Tearing Apart the "Beauty Founder" and "Rich Second Generation" Internet Celebrity Labels: Exploring the Essence of Pika Being Pursued by Capital

Image source: Generated by Wujie AI

If you still don't know about Pika Labs, then you might be out of the loop. Because this AI startup, which was only established six months ago, has become the "new darling" of Silicon Valley capital.

We can see that the lineup of investors behind Pika Labs is quite luxurious, including OpenAI's two founding members Adam D'Angelo and Andrej Karpathy, former Github CEO Nat Friedman, HuggingFace founder Clem Delange, Giphy co-founder Alex Chung, YC partner Daniel Gross, and others. It's worth noting that this is almost half of Silicon Valley's AI industry.

In fact, it's not surprising that Pika Labs has become popular. This company is adorned with "second-generation rich," "beautiful female founder," "academic overachiever entrepreneurship," and other attention-grabbing "labels." But are these internet-famous "labels" the secret to Pika Labs' success?
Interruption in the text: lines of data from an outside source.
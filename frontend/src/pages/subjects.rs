use shared::{Attachment, Subject, Topic, TopicStatus};
use studyflow_lib::Command;
use uuid::Uuid;
use wasm_bindgen_futures::spawn_local;
use yew::prelude::*;

use crate::components::{ConfirmModal, PendingConfirm, ProgressBar};
use crate::hooks::{use_expanded_subjects, use_study_store, StoreHandle};
use crate::utils;

fn status_class(status: TopicStatus) -> &'static str {
    match status {
        TopicStatus::Critical => "status-badge critical",
        TopicStatus::Reading => "status-badge reading",
        TopicStatus::Reviewed => "status-badge reviewed",
    }
}

#[function_component(SubjectsPage)]
pub fn subjects_page() -> Html {
    let store = use_study_store();
    let new_name = use_state(String::new);
    let pending = use_state(|| None::<PendingConfirm>);
    let expanded = use_expanded_subjects();
    let Some(store) = store else {
        return html! {};
    };

    let on_name = {
        let new_name = new_name.clone();
        Callback::from(move |e: InputEvent| {
            let input: web_sys::HtmlInputElement = e.target_unchecked_into();
            new_name.set(input.value());
        })
    };

    let on_create = {
        let store = store.clone();
        let new_name = new_name.clone();
        Callback::from(move |e: SubmitEvent| {
            e.prevent_default();
            let name = (*new_name).clone();
            let clear = {
                let new_name = new_name.clone();
                Callback::from(move |_| new_name.set(String::new()))
            };
            store.send_then(Command::CreateSubject { name }, clear);
        })
    };

    let ask = {
        let pending = pending.clone();
        Callback::from(move |confirm: PendingConfirm| pending.set(Some(confirm)))
    };
    let close = {
        let pending = pending.clone();
        Callback::from(move |_| pending.set(None))
    };

    let subjects = store.store.subjects();

    html! {
        <section class="subjects-page">
            <form class="inline-form" onsubmit={on_create}>
                <input
                    type="text"
                    placeholder="New subject"
                    value={(*new_name).clone()}
                    oninput={on_name}
                />
                <button type="submit" class="primary">{ "Add subject" }</button>
            </form>

            if subjects.is_empty() && !store.loading {
                <p class="empty-state">{ "No subjects yet. Add one to start tracking topics." }</p>
            }

            <div class="subject-list">
                { for subjects.iter().map(|subject| html! {
                    <SubjectCard
                        key={subject.id.to_string()}
                        subject={subject.clone()}
                        progress={store.store.progress(subject.id)}
                        expanded={expanded.is_open(subject.id)}
                        on_toggle={expanded.toggle.clone()}
                        on_ask={ask.clone()}
                    />
                }) }
            </div>

            if let Some(confirm) = &*pending {
                <ConfirmModal pending={confirm.clone()} on_close={close} />
            }
        </section>
    }
}

#[derive(Properties, PartialEq)]
struct SubjectCardProps {
    subject: Subject,
    progress: u32,
    expanded: bool,
    on_toggle: Callback<Uuid>,
    on_ask: Callback<PendingConfirm>,
}

#[function_component(SubjectCard)]
fn subject_card(props: &SubjectCardProps) -> Html {
    let store = use_study_store();
    let topic_name = use_state(String::new);
    let Some(store) = store else {
        return html! {};
    };
    let subject = &props.subject;
    let subject_id = subject.id;

    let on_header = {
        let on_toggle = props.on_toggle.clone();
        Callback::from(move |_: MouseEvent| on_toggle.emit(subject_id))
    };

    let on_delete = {
        let store = store.clone();
        let on_ask = props.on_ask.clone();
        let name = subject.name.clone();
        Callback::from(move |e: MouseEvent| {
            e.stop_propagation();
            let store = store.clone();
            on_ask.emit(PendingConfirm::new(
                format!(
                    "Delete \"{}\" with all of its topics and attachments?",
                    name
                ),
                Callback::from(move |_| store.send(Command::DeleteSubject { subject_id })),
            ));
        })
    };

    let on_topic_name = {
        let topic_name = topic_name.clone();
        Callback::from(move |e: InputEvent| {
            let input: web_sys::HtmlInputElement = e.target_unchecked_into();
            topic_name.set(input.value());
        })
    };

    let on_add_topic = {
        let store = store.clone();
        let topic_name = topic_name.clone();
        Callback::from(move |e: SubmitEvent| {
            e.prevent_default();
            let clear = {
                let topic_name = topic_name.clone();
                Callback::from(move |_| topic_name.set(String::new()))
            };
            store.send_then(
                Command::CreateTopic {
                    subject_id,
                    name: (*topic_name).clone(),
                },
                clear,
            );
        })
    };

    html! {
        <article class={classes!("subject-card", props.expanded.then_some("expanded"))}>
            <header class="subject-header" onclick={on_header}>
                <span class="chevron">{ if props.expanded { "▾" } else { "▸" } }</span>
                <h3>{ &subject.name }</h3>
                <span class="topic-count">{ format!("{} topics", subject.topics.len()) }</span>
                <ProgressBar percent={props.progress} />
                <button class="delete-button" onclick={on_delete}>{ "Delete" }</button>
            </header>

            if props.expanded {
                <div class="subject-body">
                    <ul class="topic-list">
                        { for subject.topics.iter().map(|topic| html! {
                            <TopicRow
                                key={topic.id.to_string()}
                                topic={topic.clone()}
                                store={store.clone()}
                                on_ask={props.on_ask.clone()}
                            />
                        }) }
                    </ul>
                    <form class="inline-form" onsubmit={on_add_topic}>
                        <input
                            type="text"
                            placeholder="New topic"
                            value={(*topic_name).clone()}
                            oninput={on_topic_name}
                        />
                        <button type="submit">{ "Add topic" }</button>
                    </form>
                </div>
            }
        </article>
    }
}

#[derive(Properties, PartialEq)]
struct TopicRowProps {
    topic: Topic,
    store: StoreHandle,
    on_ask: Callback<PendingConfirm>,
}

#[function_component(TopicRow)]
fn topic_row(props: &TopicRowProps) -> Html {
    let editing = use_state(|| false);
    let draft = use_state(String::new);
    let topic = &props.topic;
    let topic_id = topic.id;
    let store = &props.store;

    let on_cycle = {
        let store = store.clone();
        let current = Some(topic.status);
        Callback::from(move |_: MouseEvent| {
            store.send(Command::CycleTopicStatus { topic_id, current })
        })
    };

    let on_toggle_notes = {
        let editing = editing.clone();
        let draft = draft.clone();
        let stored = topic.notes.clone().unwrap_or_default();
        Callback::from(move |_: MouseEvent| {
            if !*editing {
                draft.set(stored.clone());
            }
            editing.set(!*editing);
        })
    };

    let on_draft = {
        let draft = draft.clone();
        Callback::from(move |e: InputEvent| {
            let area: web_sys::HtmlTextAreaElement = e.target_unchecked_into();
            draft.set(area.value());
        })
    };

    let on_save_note = {
        let store = store.clone();
        let draft = draft.clone();
        let editing = editing.clone();
        Callback::from(move |_: MouseEvent| {
            let close = {
                let editing = editing.clone();
                Callback::from(move |_| editing.set(false))
            };
            store.send_then(
                Command::SaveNote {
                    topic_id,
                    notes: (*draft).clone(),
                },
                close,
            );
        })
    };

    let on_file = {
        let store = store.clone();
        Callback::from(move |e: Event| {
            let input: web_sys::HtmlInputElement = e.target_unchecked_into();
            let Some(file) = input.files().and_then(|files| files.get(0)) else {
                return;
            };
            input.set_value("");
            let store = store.clone();
            spawn_local(async move {
                let file = gloo::file::File::from(file);
                let file_name = file.name();
                match gloo::file::futures::read_as_bytes(&file).await {
                    Ok(bytes) => store.send(Command::UploadAttachment {
                        topic_id,
                        file_name,
                        content_type: file.raw_mime_type(),
                        bytes,
                        uploaded_at_millis: utils::now_millis(),
                    }),
                    Err(e) => {
                        log::error!("Failed to read {}: {}", file_name, e);
                        gloo::dialogs::alert(&format!("Could not read {}: {}", file_name, e));
                    }
                }
            });
        })
    };

    let saved_notes = topic.notes.as_deref().filter(|n| !n.is_empty());

    html! {
        <li class="topic-row">
            <div class="topic-line">
                <span class="topic-name">{ &topic.name }</span>
                <button class={status_class(topic.status)} onclick={on_cycle} title="Next status">
                    { topic.status.label() }
                </button>
                <button class="notes-toggle" onclick={on_toggle_notes}>
                    { if *editing { "Close notes" } else { "Notes" } }
                </button>
                <label class="attach-button">
                    { "Attach" }
                    <input type="file" onchange={on_file} hidden=true />
                </label>
            </div>

            if *editing {
                <div class="notes-editor">
                    <textarea value={(*draft).clone()} oninput={on_draft} rows="5" />
                    <button class="primary" onclick={on_save_note}>{ "Save note" }</button>
                </div>
            } else {
                if let Some(notes) = saved_notes {
                    <p class="topic-notes">{ notes }</p>
                }
            }

            if !topic.attachments.is_empty() {
                <ul class="attachment-list">
                    { for topic.attachments.iter().map(|attachment| html! {
                        <AttachmentItem
                            key={attachment.id.to_string()}
                            attachment={attachment.clone()}
                            store={store.clone()}
                            on_ask={props.on_ask.clone()}
                        />
                    }) }
                </ul>
            }
        </li>
    }
}

#[derive(Properties, PartialEq)]
struct AttachmentItemProps {
    attachment: Attachment,
    store: StoreHandle,
    on_ask: Callback<PendingConfirm>,
}

#[function_component(AttachmentItem)]
fn attachment_item(props: &AttachmentItemProps) -> Html {
    let attachment = &props.attachment;
    let attachment_id = attachment.id;

    let on_delete = {
        let store = props.store.clone();
        let on_ask = props.on_ask.clone();
        let name = attachment.file_name.clone();
        Callback::from(move |e: MouseEvent| {
            e.prevent_default();
            let store = store.clone();
            on_ask.emit(PendingConfirm::new(
                format!("Delete attachment \"{}\"?", name),
                Callback::from(move |_| store.send(Command::DeleteAttachment { attachment_id })),
            ));
        })
    };

    html! {
        <li class="attachment">
            <a href={attachment.url.clone()} target="_blank" rel="noopener noreferrer">
                { &attachment.file_name }
            </a>
            <button class="delete-button small" onclick={on_delete}>{ "×" }</button>
        </li>
    }
}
Established for six months, only four employees, yet causing a sensation in Silicon Valley

When talking about Pika Labs, it's impossible to ignore the 95s girl, Guo Wenjing.

According to information, Guo Wenjing's mother is a high-achieving graduate of the Massachusetts Institute of Technology, and her father is the controlling shareholder of Zhejiang's first software company listed on the domestic main board, Xinyada Technology, Guo Huaqiang. Obviously, Guo Wenjing holds the script of a "second-generation rich" in her hands.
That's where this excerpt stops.